[Records for this exercise]

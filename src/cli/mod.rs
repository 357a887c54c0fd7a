use anyhow::Result;
use clap::{Args, Parser, Subcommand};
use std::path::PathBuf;

use tandem_pin::enzyme::EnzymeKind;

mod config;
mod convert;
mod info;

pub use config::Config;

/// tandem2pin - X!Tandem results to Percolator input
#[derive(Parser)]
#[command(name = "tandem2pin")]
#[command(author, version, about, long_about = None)]
pub struct Cli {
    /// Verbosity level (-v for info, -vv for debug)
    #[arg(short, long, action = clap::ArgAction::Count, global = true)]
    verbose: u8,

    #[command(subcommand)]
    command: Commands,
}

/// Feature extraction flags shared by the subcommands
///
/// Flags left unset fall back to the config file, then to the defaults.
#[derive(Args, Debug, Default)]
pub struct FeatureArgs {
    /// Load settings from a TOML config file
    #[arg(long, value_name = "FILE")]
    pub config: Option<PathBuf>,

    /// Distinct peptides kept per spectrum
    #[arg(short = 'n', long = "hits", value_name = "N")]
    pub hits_per_spectrum: Option<usize>,

    /// Digestion enzyme (no_enzyme, trypsin, trypsinp, lys-c, ...)
    #[arg(short, long)]
    pub enzyme: Option<EnzymeKind>,

    /// PTM symbols to UniMod accessions, e.g. "*:21,#:35"
    #[arg(short = 'p', long, value_name = "SCHEME")]
    pub ptm_scheme: Option<String>,

    /// Add the ptm count feature
    #[arg(long)]
    pub calc_ptms: bool,

    /// Add the PNGaseF deamidation site feature
    #[arg(long)]
    pub pngasef: bool,

    /// Add one frequency feature per amino acid
    #[arg(long = "aa-freq")]
    pub calc_aa_frequencies: bool,

    /// Substring marking decoy protein labels
    #[arg(long = "pattern", value_name = "PATTERN")]
    pub decoy_pattern: Option<String>,
}

#[derive(Subcommand)]
enum Commands {
    /// Convert X!Tandem result files to a Percolator .pin file
    Convert {
        /// Target result files (or meta-files listing them)
        #[arg(value_name = "TARGET", required = true)]
        targets: Vec<PathBuf>,

        /// Decoy result files; without any, targets hold both and labels decide
        #[arg(short, long = "decoy", value_name = "FILE")]
        decoys: Vec<PathBuf>,

        /// Output .pin path (stdout when omitted)
        #[arg(short, long, value_name = "OUTPUT")]
        output: Option<PathBuf>,

        /// Omit the DefaultDirection row
        #[arg(long)]
        no_default_direction: bool,

        #[command(flatten)]
        features: FeatureArgs,
    },

    /// Show the capabilities and feature layout of a result file
    Info {
        /// X!Tandem result file
        #[arg(value_name = "FILE")]
        file: PathBuf,

        /// Print JSON instead of text
        #[arg(long)]
        json: bool,

        #[command(flatten)]
        features: FeatureArgs,
    },
}

impl Cli {
    pub fn verbosity(&self) -> u8 {
        self.verbose
    }
}

pub fn init_logging(verbosity: u8) {
    let log_level = match verbosity {
        0 => "warn",
        1 => "info",
        _ => "debug",
    };
    env_logger::Builder::from_env(env_logger::Env::default().default_filter_or(log_level)).init();
}

pub fn dispatch(cli: Cli) -> Result<()> {
    match cli.command {
        Commands::Convert {
            targets,
            decoys,
            output,
            no_default_direction,
            features,
        } => convert::run(targets, decoys, output, no_default_direction, features),
        Commands::Info {
            file,
            json,
            features,
        } => info::run(file, json, features),
    }
}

[/Records for this exercise]

* _Exercise description_
Only an exact retyping of the full data will do.

* _Solution to the problem_
filename src/cli/mod.rs
repository 357a887c54c0fd7a
use anyhow::Result;
use clap::{Args, Parser, Subcommand};
use std::path::PathBuf;

use tandem_pin::enzyme::EnzymeKind;

mod config;
mod convert;
mod info;

pub use config::Config;

/// tandem2pin - X!Tandem results to Percolator input
#[derive(Parser)]
#[command(name = "tandem2pin")]
#[command(author, version, about, long_about = None)]
pub struct Cli {
    /// Verbosity level (-v for info, -vv for debug)
    #[arg(short, long, action = clap::ArgAction::Count, global = true)]
    verbose: u8,

    #[command(subcommand)]
    command: Commands,
}

/// Feature extraction flags shared by the subcommands
///
/// Flags left unset fall back to the config file, then to the defaults.
#[derive(Args, Debug, Default)]
pub struct FeatureArgs {
    /// Load settings from a TOML config file
    #[arg(long, value_name = "FILE")]
    pub config: Option<PathBuf>,

    /// Distinct peptides kept per spectrum
    #[arg(short = 'n', long = "hits", value_name = "N")]
    pub hits_per_spectrum: Option<usize>,

    /// Digestion enzyme (no_enzyme, trypsin, trypsinp, lys-c, ...)
    #[arg(short, long)]
    pub enzyme: Option<EnzymeKind>,

    /// PTM symbols to UniMod accessions, e.g. "*:21,#:35"
    #[arg(short = 'p', long, value_name = "SCHEME")]
    pub ptm_scheme: Option<String>,

    /// Add the ptm count feature
    #[arg(long)]
    pub calc_ptms: bool,

    /// Add the PNGaseF deamidation site feature
    #[arg(long)]
    pub pngasef: bool,

    /// Add one frequency feature per amino acid
    #[arg(long = "aa-freq")]
    pub calc_aa_frequencies: bool,

    /// Substring marking decoy protein labels
    #[arg(long = "pattern", value_name = "PATTERN")]
    pub decoy_pattern: Option<String>,
}

#[derive(Subcommand)]
enum Commands {
    /// Convert X!Tandem result files to a Percolator .pin file
    Convert {
        /// Target result files (or meta-files listing them)
        #[arg(value_name = "TARGET", required = true)]
        targets: Vec<PathBuf>,

        /// Decoy result files; without any, targets hold both and labels decide
        #[arg(short, long = "decoy", value_name = "FILE")]
        decoys: Vec<PathBuf>,

        /// Output .pin path (stdout when omitted)
        #[arg(short, long, value_name = "OUTPUT")]
        output: Option<PathBuf>,

        /// Omit the DefaultDirection row
        #[arg(long)]
        no_default_direction: bool,

        #[command(flatten)]
        features: FeatureArgs,
    },

    /// Show the capabilities and feature layout of a result file
    Info {
        /// X!Tandem result file
        #[arg(value_name = "FILE")]
        file: PathBuf,

        /// Print JSON instead of text
        #[arg(long)]
        json: bool,

        #[command(flatten)]
        features: FeatureArgs,
    },
}

impl Cli {
    pub fn verbosity(&self) -> u8 {
        self.verbose
    }
}

pub fn init_logging(verbosity: u8) {
    let log_level = match verbosity {
        0 => "warn",
        1 => "info",
        _ => "debug",
    };
    env_logger::Builder::from_env(env_logger::Env::default().default_filter_or(log_level)).init();
}

pub fn dispatch(cli: Cli) -> Result<()> {
    match cli.command {
        Commands::Convert {
            targets,
            decoys,
            output,
            no_default_direction,
            features,
        } => convert::run(targets, decoys, output, no_default_direction, features),
        Commands::Info {
            file,
            json,
            features,
        } => info::run(file, json, features),
    }
}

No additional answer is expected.